文部科学省は学校の独立性の重要性を訴えていますが、最後は現場の学校が重要です。教育委員会自体も学校の先生たちが異動してきて、事務局を運営しています。そこには多様性が入らず、実行も監視も同じタイプの先生が物事を決めていくので、イノベーションが生まれにくい構造ができてしまっているのです。
前野教授
公立でもあらゆる企業でも、改革が進んでほしいですよね。
平岩理事長
新渡戸文化学園には「新渡戸文化学園の取り組みが広がって、日本中の学校がよくなってほしい」という夢をもっている人たちが集まっています。そのなかには、「公立学校をよくしたいと考えて仕事をしていたけれど、いち公立学校の先生としてキャリアを終えてしまうと、改革できないこともありそうだった。それであれば、新渡戸文化学園で思い切った改革を進めて、世に普及していくほうが、自分の人生の価値になるのではないか」と考えている公立学校出身の先生も多く活躍しています。
ノウハウを提供できる組織をつくりたい
前野教授
幸福経営をこれから公立の学校や他の組織に広げていくには、理事長はどのような活動が必要とお考えですか。
平岩理事長
私は現在48歳ですが、それが50代の夢ですね。30代でNPOを設立して、40代で新渡戸文化学園の改革を進め、50代になったら、日本の学校をよくするようなことに貢献したいと考えています。もちろん今までの仕事にも、全力で取り組み続けたいです。

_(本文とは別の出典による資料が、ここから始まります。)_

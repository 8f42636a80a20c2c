pub mod join_tests;
pub mod protocol_tests;
pub mod relay_tests;

use beacon_server::AppState;
use tracing::Level;

pub fn init_tracing() {
    let _ = tracing_subscriber::fmt()
        .with_max_level(Level::DEBUG)
        .with_test_writer()
        .try_init();
}

pub fn create_test_state() -> AppState {
    AppState::new()
}
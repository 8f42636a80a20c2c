use anyhow::{Context, Result};
use beacon_server::{AppState, ServerConfig, router};
use tracing::info;
use tracing_subscriber::EnvFilter;

#[tokio::main]
async fn main() -> Result<()> {
    tracing_subscriber::fmt()
        .with_env_filter(
            EnvFilter::try_from_default_env().unwrap_or_else(|_| EnvFilter::new("info")),
        )
        .init();

    let config = ServerConfig::from_env()?;
    let app = router(AppState::new());

    info!("Signaling server listening on http://{}", config.addr);

    let listener = tokio::net::TcpListener::bind(config.addr)
        .await
        .with_context(|| format!("failed to bind {}", config.addr))?;
    axum::serve(listener, app)
        .await
        .context("server stopped unexpectedly")?;

    Ok(())
}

学校もNPOも非営利の世界なので、新渡戸文化学園のノウハウを惜しみなく提供していくべきだと思うのです。これが、教育業界の好きなところです。学校やNPOの大きな目的は、社会の変革や、世の中がよくなることですから、ノウハウを惜しみなく提供できる組織をつくれたらよいと思っています。
前野教授
お会いするたびにおっしゃる内容が深まっていて、着実に前進していると感じています。今はもう実績もあって、そして次の50代のビジョンも明確で、楽しみですね。